DATA SHOWN START
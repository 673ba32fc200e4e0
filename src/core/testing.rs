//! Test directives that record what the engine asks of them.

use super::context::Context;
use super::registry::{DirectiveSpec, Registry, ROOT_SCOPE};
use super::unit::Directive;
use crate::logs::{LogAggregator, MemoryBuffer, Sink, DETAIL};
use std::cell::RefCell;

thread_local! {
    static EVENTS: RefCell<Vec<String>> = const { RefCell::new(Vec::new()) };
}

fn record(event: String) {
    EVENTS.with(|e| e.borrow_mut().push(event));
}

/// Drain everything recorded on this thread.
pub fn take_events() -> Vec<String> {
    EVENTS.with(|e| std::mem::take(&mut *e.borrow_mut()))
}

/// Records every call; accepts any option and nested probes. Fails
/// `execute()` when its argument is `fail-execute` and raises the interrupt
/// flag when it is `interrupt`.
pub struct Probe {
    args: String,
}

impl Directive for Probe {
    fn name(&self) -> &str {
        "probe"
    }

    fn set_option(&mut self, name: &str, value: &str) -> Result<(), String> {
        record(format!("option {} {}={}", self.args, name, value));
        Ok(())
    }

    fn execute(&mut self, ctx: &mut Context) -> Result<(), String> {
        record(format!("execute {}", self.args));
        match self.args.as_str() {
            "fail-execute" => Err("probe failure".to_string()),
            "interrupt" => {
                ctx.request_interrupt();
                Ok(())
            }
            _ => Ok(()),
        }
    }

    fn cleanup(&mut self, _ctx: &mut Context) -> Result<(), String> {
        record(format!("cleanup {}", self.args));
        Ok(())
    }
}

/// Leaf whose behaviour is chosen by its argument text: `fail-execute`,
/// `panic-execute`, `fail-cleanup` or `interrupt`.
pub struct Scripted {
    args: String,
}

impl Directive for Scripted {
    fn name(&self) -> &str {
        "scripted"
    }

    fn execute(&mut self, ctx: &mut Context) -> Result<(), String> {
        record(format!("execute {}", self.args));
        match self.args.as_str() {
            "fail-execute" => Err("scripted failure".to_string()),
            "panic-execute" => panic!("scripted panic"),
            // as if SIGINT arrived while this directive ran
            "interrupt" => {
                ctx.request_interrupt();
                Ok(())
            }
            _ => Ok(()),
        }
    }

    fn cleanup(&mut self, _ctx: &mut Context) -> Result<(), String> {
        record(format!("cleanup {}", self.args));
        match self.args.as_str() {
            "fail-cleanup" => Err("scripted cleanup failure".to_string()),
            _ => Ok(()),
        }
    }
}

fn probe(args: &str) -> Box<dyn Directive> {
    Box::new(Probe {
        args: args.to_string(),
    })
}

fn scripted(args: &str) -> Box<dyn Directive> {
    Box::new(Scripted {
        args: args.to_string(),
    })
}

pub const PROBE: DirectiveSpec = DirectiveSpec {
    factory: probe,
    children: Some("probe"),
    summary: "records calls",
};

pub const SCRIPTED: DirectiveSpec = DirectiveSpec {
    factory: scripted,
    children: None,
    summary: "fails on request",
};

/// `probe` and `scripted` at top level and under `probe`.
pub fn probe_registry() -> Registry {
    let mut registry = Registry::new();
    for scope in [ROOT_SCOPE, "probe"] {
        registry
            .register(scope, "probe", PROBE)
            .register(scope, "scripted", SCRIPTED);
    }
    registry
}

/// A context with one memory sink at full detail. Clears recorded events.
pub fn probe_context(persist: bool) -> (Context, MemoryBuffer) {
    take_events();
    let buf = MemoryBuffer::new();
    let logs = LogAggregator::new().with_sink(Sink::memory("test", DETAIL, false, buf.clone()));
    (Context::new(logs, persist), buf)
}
DATA SHOWN END
DATA SHOWN START
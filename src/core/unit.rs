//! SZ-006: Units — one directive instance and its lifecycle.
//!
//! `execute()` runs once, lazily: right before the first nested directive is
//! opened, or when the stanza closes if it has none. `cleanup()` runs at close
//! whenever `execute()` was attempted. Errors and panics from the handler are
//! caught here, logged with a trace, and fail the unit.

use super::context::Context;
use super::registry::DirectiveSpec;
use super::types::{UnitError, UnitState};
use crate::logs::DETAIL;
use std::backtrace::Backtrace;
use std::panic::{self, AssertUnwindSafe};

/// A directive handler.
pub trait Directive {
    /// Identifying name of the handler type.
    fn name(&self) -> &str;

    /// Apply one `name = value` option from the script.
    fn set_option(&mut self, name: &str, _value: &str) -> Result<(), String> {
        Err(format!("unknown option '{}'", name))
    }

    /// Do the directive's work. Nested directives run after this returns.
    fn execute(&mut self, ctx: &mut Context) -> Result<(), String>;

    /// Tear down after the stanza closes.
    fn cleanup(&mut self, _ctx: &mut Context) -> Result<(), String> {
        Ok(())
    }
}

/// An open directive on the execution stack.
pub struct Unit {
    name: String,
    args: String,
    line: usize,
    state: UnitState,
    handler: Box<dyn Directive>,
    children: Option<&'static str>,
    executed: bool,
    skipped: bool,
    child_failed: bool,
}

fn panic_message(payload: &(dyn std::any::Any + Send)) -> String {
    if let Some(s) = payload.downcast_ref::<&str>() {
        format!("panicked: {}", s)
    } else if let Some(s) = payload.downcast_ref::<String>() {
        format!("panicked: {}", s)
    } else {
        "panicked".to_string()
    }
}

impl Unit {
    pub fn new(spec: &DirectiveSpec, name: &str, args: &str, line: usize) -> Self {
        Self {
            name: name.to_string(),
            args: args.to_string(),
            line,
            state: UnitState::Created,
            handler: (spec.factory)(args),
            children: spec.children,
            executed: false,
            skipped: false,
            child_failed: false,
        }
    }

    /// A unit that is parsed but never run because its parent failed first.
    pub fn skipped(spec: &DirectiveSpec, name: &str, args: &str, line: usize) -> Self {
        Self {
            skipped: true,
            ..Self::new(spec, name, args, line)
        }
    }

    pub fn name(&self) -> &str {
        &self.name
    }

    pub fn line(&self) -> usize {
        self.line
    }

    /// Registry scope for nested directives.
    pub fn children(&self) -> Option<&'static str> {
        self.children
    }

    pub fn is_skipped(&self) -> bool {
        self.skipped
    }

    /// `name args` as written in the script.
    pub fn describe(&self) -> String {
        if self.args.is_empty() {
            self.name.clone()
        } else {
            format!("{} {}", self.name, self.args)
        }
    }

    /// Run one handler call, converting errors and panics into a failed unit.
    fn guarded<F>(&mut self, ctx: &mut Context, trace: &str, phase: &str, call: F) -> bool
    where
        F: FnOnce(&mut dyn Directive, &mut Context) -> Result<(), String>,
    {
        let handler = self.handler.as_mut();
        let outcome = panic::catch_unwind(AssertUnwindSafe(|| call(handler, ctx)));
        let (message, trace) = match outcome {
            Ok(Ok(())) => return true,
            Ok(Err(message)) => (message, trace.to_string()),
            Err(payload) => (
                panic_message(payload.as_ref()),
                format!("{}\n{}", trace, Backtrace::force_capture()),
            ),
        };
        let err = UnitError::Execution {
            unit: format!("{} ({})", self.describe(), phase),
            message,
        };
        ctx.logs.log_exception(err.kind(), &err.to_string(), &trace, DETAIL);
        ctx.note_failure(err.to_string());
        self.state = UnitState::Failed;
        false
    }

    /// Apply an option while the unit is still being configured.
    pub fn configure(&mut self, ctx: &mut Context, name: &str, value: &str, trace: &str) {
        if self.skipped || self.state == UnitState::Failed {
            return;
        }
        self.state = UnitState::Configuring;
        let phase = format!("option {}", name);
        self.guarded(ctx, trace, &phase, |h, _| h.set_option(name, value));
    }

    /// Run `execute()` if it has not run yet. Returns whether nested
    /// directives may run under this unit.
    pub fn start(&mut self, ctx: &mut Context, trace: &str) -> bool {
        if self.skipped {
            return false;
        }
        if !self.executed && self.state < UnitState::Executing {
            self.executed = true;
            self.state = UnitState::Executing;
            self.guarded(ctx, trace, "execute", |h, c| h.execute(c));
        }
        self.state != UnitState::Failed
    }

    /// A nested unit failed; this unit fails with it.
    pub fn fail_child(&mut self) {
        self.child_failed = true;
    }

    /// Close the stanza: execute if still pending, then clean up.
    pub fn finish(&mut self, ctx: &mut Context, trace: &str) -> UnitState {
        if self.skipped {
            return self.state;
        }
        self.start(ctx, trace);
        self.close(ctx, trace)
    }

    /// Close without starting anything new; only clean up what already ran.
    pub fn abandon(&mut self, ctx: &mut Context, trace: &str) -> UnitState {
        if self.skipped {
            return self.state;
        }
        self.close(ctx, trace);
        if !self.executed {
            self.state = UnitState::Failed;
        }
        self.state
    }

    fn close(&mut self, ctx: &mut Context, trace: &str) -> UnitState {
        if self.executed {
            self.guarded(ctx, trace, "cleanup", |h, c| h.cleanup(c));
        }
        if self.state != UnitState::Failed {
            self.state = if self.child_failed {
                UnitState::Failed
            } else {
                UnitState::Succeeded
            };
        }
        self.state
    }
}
DATA SHOWN END
Determine how many lines of the data above contain the string "while", and give the result with nothing else.

2